Stored items:
■ ■ ■ ■

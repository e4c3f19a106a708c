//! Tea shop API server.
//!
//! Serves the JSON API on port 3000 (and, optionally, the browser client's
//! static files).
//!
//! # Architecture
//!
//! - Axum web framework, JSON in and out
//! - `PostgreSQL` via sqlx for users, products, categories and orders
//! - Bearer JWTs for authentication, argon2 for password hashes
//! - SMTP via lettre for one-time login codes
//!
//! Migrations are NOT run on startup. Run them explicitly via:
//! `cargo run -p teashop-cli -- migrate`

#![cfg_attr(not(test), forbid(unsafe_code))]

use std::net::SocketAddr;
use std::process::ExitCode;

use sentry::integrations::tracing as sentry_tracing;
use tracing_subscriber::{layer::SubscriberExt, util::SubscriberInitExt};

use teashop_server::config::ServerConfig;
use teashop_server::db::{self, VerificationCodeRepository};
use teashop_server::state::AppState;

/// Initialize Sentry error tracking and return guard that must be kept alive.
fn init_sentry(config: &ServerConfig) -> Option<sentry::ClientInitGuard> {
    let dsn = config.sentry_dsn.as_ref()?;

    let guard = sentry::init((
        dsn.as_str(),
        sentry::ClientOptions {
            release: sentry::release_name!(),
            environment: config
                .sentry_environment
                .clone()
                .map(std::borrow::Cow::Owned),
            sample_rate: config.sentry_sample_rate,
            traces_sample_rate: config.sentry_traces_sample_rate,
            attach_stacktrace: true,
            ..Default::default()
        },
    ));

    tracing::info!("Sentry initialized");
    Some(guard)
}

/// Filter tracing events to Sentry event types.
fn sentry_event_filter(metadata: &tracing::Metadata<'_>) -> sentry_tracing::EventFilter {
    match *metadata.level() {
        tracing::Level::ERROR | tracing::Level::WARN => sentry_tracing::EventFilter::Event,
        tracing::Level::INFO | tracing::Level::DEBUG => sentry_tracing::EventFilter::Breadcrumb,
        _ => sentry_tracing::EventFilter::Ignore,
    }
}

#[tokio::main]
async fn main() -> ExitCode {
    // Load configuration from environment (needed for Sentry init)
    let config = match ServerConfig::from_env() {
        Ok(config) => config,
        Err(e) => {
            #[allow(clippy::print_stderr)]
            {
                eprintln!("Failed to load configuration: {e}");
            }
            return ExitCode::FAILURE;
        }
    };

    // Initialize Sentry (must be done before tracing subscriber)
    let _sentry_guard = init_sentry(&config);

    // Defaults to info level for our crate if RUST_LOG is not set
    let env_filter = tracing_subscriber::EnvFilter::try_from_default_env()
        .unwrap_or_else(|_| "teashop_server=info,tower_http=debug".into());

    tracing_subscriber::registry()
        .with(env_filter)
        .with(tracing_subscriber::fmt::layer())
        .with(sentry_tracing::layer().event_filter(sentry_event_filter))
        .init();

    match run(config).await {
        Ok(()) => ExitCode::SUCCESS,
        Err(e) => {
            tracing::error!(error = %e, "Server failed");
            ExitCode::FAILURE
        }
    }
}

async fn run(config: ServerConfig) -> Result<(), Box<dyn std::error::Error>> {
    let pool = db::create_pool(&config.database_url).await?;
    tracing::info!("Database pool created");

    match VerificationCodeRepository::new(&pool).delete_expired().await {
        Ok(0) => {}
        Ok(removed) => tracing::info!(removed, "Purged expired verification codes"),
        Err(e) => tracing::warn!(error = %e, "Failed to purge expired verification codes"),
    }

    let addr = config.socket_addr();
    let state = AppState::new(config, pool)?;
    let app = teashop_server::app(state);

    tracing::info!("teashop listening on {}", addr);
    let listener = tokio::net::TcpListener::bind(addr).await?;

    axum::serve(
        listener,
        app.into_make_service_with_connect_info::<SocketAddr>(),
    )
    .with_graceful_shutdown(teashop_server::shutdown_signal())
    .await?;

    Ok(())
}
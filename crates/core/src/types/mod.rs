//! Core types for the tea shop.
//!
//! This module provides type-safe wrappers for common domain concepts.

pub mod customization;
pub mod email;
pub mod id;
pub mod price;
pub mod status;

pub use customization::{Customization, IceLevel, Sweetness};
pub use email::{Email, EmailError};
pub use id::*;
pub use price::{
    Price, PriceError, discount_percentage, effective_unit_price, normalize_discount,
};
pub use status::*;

■ ■ ■ ■

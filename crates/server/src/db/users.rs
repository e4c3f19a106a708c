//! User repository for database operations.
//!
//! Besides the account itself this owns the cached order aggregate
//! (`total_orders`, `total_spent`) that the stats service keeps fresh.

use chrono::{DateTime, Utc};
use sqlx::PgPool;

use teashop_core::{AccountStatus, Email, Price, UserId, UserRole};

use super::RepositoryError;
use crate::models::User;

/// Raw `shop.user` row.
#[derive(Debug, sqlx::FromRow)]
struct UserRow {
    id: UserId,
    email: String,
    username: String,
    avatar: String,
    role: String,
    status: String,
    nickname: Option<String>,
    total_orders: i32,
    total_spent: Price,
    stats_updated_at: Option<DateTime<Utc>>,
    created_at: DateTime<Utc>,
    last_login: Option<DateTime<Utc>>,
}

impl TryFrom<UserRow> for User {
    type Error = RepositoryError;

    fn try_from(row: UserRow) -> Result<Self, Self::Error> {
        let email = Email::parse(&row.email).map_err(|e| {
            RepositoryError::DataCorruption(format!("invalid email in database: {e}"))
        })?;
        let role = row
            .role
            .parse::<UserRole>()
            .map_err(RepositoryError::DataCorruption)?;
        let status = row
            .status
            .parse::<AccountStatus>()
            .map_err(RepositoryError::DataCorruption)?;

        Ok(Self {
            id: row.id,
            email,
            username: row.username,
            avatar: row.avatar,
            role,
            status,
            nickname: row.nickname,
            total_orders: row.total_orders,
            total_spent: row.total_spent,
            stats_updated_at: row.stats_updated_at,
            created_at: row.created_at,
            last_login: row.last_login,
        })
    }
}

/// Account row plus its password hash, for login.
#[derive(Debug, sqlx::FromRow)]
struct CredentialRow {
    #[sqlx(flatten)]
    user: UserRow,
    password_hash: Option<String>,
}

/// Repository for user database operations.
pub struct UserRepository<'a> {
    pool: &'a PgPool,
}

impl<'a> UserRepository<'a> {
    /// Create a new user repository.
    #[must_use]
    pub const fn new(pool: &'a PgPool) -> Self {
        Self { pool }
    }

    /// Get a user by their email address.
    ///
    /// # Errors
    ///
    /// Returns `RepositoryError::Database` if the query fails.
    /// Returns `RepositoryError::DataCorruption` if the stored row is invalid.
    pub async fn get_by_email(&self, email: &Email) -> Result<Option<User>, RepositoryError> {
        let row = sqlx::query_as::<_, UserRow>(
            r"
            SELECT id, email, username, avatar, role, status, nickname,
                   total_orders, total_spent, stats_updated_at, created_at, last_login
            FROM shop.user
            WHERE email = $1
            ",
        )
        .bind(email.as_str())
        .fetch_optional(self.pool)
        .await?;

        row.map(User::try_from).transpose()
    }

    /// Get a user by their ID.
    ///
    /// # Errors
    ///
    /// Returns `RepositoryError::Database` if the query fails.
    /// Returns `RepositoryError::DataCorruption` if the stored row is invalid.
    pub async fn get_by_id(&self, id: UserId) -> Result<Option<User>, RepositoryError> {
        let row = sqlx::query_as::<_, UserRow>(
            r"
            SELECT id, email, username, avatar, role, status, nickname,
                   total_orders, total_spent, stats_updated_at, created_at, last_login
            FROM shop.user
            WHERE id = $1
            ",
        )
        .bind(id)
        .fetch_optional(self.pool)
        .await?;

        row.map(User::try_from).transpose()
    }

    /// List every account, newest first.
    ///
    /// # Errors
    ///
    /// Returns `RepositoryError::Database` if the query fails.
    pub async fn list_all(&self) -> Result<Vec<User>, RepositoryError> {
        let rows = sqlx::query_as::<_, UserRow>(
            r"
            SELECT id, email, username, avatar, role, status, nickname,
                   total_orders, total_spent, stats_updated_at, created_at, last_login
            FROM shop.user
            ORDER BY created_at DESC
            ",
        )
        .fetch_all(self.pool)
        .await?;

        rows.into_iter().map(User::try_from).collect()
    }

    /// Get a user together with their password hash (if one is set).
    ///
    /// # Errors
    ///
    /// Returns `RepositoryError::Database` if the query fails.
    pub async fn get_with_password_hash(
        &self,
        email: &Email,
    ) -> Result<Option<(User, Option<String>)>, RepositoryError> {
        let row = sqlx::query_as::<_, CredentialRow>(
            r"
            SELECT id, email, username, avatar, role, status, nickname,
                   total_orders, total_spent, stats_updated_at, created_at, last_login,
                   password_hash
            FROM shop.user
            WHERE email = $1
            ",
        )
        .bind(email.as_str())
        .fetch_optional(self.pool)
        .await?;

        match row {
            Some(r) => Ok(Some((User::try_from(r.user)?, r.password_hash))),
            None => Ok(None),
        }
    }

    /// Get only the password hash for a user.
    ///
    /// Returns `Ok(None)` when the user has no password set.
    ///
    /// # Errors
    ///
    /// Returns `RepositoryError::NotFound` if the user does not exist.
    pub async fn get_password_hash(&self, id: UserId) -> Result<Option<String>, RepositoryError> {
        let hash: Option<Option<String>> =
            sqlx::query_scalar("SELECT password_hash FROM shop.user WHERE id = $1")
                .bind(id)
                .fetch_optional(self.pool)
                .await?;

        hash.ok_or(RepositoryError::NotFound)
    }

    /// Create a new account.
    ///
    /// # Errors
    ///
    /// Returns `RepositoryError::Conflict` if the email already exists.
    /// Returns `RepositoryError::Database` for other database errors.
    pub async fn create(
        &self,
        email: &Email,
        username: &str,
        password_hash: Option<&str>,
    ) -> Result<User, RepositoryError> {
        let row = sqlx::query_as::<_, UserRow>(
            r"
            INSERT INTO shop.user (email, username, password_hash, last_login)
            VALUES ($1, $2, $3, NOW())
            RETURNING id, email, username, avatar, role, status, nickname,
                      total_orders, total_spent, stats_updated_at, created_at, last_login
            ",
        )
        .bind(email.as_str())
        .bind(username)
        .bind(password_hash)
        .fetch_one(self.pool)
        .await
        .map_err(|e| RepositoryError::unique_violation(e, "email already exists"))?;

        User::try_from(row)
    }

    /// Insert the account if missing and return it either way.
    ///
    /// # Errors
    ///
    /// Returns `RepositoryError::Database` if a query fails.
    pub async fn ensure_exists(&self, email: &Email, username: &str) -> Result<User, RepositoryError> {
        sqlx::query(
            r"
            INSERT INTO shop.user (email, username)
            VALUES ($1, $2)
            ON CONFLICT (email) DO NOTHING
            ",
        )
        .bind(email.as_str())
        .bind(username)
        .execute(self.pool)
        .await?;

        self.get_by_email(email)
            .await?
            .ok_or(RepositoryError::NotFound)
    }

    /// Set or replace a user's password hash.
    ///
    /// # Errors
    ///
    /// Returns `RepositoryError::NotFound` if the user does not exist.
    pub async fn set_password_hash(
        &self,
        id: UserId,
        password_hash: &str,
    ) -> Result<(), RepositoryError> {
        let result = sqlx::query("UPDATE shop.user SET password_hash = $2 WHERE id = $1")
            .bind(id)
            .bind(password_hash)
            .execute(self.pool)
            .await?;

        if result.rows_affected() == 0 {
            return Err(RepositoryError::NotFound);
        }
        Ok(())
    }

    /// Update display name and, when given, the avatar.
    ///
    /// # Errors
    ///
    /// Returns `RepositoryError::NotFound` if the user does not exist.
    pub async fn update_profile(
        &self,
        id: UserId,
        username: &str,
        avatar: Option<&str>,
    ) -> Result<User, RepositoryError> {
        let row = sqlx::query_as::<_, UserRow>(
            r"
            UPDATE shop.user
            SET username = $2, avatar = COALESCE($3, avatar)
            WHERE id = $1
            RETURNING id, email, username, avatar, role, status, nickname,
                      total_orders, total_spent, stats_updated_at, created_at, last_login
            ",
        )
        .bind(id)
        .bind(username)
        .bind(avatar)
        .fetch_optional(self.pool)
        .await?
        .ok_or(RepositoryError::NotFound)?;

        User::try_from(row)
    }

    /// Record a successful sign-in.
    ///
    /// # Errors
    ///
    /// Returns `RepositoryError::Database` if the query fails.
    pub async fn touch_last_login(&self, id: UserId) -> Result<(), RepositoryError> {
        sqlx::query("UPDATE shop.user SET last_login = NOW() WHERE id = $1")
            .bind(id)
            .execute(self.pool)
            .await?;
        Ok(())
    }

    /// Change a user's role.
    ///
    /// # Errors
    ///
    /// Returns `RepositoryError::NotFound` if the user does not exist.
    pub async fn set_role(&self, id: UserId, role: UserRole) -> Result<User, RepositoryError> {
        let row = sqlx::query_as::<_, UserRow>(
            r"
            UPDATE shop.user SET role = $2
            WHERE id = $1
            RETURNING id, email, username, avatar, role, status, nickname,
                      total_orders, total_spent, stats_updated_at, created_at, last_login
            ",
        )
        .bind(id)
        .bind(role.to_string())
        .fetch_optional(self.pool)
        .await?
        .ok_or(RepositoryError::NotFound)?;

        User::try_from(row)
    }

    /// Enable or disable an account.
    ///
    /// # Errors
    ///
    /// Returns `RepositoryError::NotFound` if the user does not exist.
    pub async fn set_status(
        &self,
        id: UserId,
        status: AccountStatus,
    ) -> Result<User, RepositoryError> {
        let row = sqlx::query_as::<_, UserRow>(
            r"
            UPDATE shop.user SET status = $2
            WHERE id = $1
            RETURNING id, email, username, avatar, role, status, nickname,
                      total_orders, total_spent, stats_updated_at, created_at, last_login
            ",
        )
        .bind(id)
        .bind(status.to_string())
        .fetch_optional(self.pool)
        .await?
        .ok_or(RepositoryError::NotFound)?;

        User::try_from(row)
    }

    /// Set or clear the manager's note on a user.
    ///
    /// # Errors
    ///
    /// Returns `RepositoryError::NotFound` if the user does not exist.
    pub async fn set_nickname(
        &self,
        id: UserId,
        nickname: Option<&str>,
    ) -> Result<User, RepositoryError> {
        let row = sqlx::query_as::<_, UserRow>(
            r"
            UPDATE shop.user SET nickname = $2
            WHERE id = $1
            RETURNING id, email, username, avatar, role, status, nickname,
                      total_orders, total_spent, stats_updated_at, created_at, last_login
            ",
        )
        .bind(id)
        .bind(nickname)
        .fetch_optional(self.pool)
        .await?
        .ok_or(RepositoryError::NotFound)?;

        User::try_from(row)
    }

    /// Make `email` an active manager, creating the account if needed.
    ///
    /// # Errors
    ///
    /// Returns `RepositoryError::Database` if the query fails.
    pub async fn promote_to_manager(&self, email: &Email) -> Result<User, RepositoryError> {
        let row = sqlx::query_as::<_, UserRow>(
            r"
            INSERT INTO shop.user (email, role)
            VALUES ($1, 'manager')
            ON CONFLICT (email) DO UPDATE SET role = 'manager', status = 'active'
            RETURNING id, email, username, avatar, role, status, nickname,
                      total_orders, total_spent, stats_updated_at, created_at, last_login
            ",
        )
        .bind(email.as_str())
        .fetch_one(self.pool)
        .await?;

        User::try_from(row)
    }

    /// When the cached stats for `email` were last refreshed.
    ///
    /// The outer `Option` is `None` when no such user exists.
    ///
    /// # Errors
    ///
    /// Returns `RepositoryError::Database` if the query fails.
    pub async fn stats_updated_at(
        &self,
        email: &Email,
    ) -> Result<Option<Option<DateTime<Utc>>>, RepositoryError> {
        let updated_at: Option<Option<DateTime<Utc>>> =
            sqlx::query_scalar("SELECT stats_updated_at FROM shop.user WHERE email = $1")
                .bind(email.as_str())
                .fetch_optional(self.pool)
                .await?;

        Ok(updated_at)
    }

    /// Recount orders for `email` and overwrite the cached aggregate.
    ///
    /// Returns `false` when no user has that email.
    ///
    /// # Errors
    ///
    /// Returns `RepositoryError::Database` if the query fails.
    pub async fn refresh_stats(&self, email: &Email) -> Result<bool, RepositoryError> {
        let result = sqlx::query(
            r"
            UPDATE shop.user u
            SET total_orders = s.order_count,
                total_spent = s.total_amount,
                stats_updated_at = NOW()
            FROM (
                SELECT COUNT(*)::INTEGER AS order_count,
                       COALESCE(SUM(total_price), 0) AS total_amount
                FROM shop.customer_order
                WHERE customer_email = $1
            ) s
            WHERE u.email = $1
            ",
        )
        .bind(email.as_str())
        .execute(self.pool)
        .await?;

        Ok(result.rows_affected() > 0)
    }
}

■ ■ ■ ■

** Problem to solve **
The answer must be every line of the records that contains the word "struct".

** Result of the task **
struct UserRow {
struct CredentialRow {
pub struct UserRepository<'a> {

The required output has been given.